//! Snapshot pager coordinator.
//!
//! Presents a three-slot paging illusion over a renderer that can show only
//! one position at a time. Neighbor images are filled by background probes;
//! committed flips perform the real navigation and rotate the cache.
//!
//! # Architecture
//!
//! ```text
//!         flip widget                         host
//!   neighbor / notify_*                initialize / on_content_swap
//!              │                                   │
//!              ▼                                   ▼
//!        ┌───────────────────────────────────────────────┐
//!        │                SnapshotPager                  │
//!        │  PagerState (parking_lot, never across await) │
//!        │  token · generation · cache · committing      │
//!        └──────┬──────────────────┬─────────────────┬───┘
//!               │ spawn            │ await           │ spawn
//!               ▼                  ▼                 ▼
//!          ┌─────────┐       ┌──────────┐     ┌──────────────┐
//!          │ Prober  │       │  commit  │     │ late refresh │
//!          └────┬────┘       └────┬─────┘     └──────┬───────┘
//!               └────────── renderer lock ───────────┘
//!                                 │
//!                         DocumentRenderer
//! ```
//!
//! # Phases
//!
//! `Idle`, `Probing` (forward and backward may overlap), and
//! `Committing(direction)`, which excludes everything else. A commit cancels
//! in-flight probes and then waits for the renderer lock, which the probes
//! hold until their compensating step has run.
//!
//! # Cancellation
//!
//! Each refresh token gets a session [`CancellationToken`]. Probes and the
//! late refresh run on child tokens. A content swap cancels the session and
//! bumps the generation so that results from the old content are discarded.
//!
//! # Example
//!
//! ```ignore
//! let pager = SnapshotPager::new(renderer, PagerConfig::default())?;
//! pager.initialize(RefreshToken::generate()).await;
//!
//! // Widget asks for the next page; None means "poll again".
//! let next = pager.neighbor(Direction::Forward);
//!
//! // User completed the flip.
//! pager.notify_pending_transition(Direction::Forward);
//! pager.notify_transition_finished(true).await;
//! ```

pub mod config;
mod error;
mod events;
mod status;

pub use config::PagerConfig;
pub use error::{ConfigError, PagerError};
pub use events::PagerEvent;
pub use status::{PagerCountersSnapshot, PagerPhase, PagerStatus};

use std::sync::Arc;

use parking_lot::Mutex;
use tokio::runtime::Handle;
use tokio::sync::broadcast;
use tokio_util::sync::CancellationToken;

use crate::cache::{DirectionalCache, ProbeHandle, Slot};
use crate::capture::CaptureService;
use crate::direction::{Direction, ReadingDirection, Side};
use crate::probe::{Prober, RendererLock};
use crate::renderer::DocumentRenderer;
use crate::snapshot::{RefreshToken, Snapshot};
use status::PagerCounters;

/// Where a tap landed, in widget coordinates.
#[derive(Debug, Clone, Copy, PartialEq)]
pub struct TapLocation {
    /// Horizontal position.
    pub x: f32,
    /// Vertical position.
    pub y: f32,
}

impl TapLocation {
    /// Create a tap location.
    pub fn new(x: f32, y: f32) -> Self {
        Self { x, y }
    }
}

/// Host callback for taps on the pager.
pub type TapHandler = Arc<dyn Fn(TapLocation) + Send + Sync>;

/// What a transition notification did.
#[derive(Debug, Clone, Copy, PartialEq, Eq)]
pub enum CommitOutcome {
    /// The renderer moved and the cache was rotated.
    Committed,
    /// The renderer refused to move; the direction is now pinned.
    Void,
    /// Dropped: another commit is running, there is no pending direction,
    /// or the pager has no content.
    Ignored,
    /// The widget reported the gesture as not completed.
    NotCompleted,
    /// The content was swapped while the commit ran.
    Superseded,
}

struct PagerState {
    token: Option<RefreshToken>,
    generation: u64,
    session: CancellationToken,
    cache: DirectionalCache,
    committing: Option<Direction>,
    commit_seq: u64,
    pending: Option<Direction>,
    late_refresh: Option<CancellationToken>,
    reading_direction: ReadingDirection,
    next_probe_id: u64,
}

impl PagerState {
    fn is_current(&self, generation: u64, commit_seq: u64) -> bool {
        self.committing.is_none() && self.generation == generation && self.commit_seq == commit_seq
    }

    fn cancel_late_refresh(&mut self) {
        if let Some(late) = self.late_refresh.take() {
            late.cancel();
        }
    }
}

struct PagerInner {
    config: PagerConfig,
    renderer: Arc<dyn DocumentRenderer>,
    renderer_lock: RendererLock,
    capture: CaptureService,
    prober: Prober,
    state: Mutex<PagerState>,
    events: broadcast::Sender<PagerEvent>,
    tap_handler: Mutex<Option<TapHandler>>,
    counters: PagerCounters,
    runtime: Option<Handle>,
}

/// Speculative snapshot pager.
///
/// Cheap to clone; clones share the same state.
#[derive(Clone)]
pub struct SnapshotPager {
    inner: Arc<PagerInner>,
}

impl std::fmt::Debug for SnapshotPager {
    fn fmt(&self, f: &mut std::fmt::Formatter<'_>) -> std::fmt::Result {
        f.debug_struct("SnapshotPager")
            .field("config", &self.inner.config)
            .field("status", &self.status())
            .finish_non_exhaustive()
    }
}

■ Task brief ■
Using the listing above, list every line in which the string "runtime" occurs.

■ Answer below ■
use tokio::runtime::Handle;
    runtime: Option<Handle>,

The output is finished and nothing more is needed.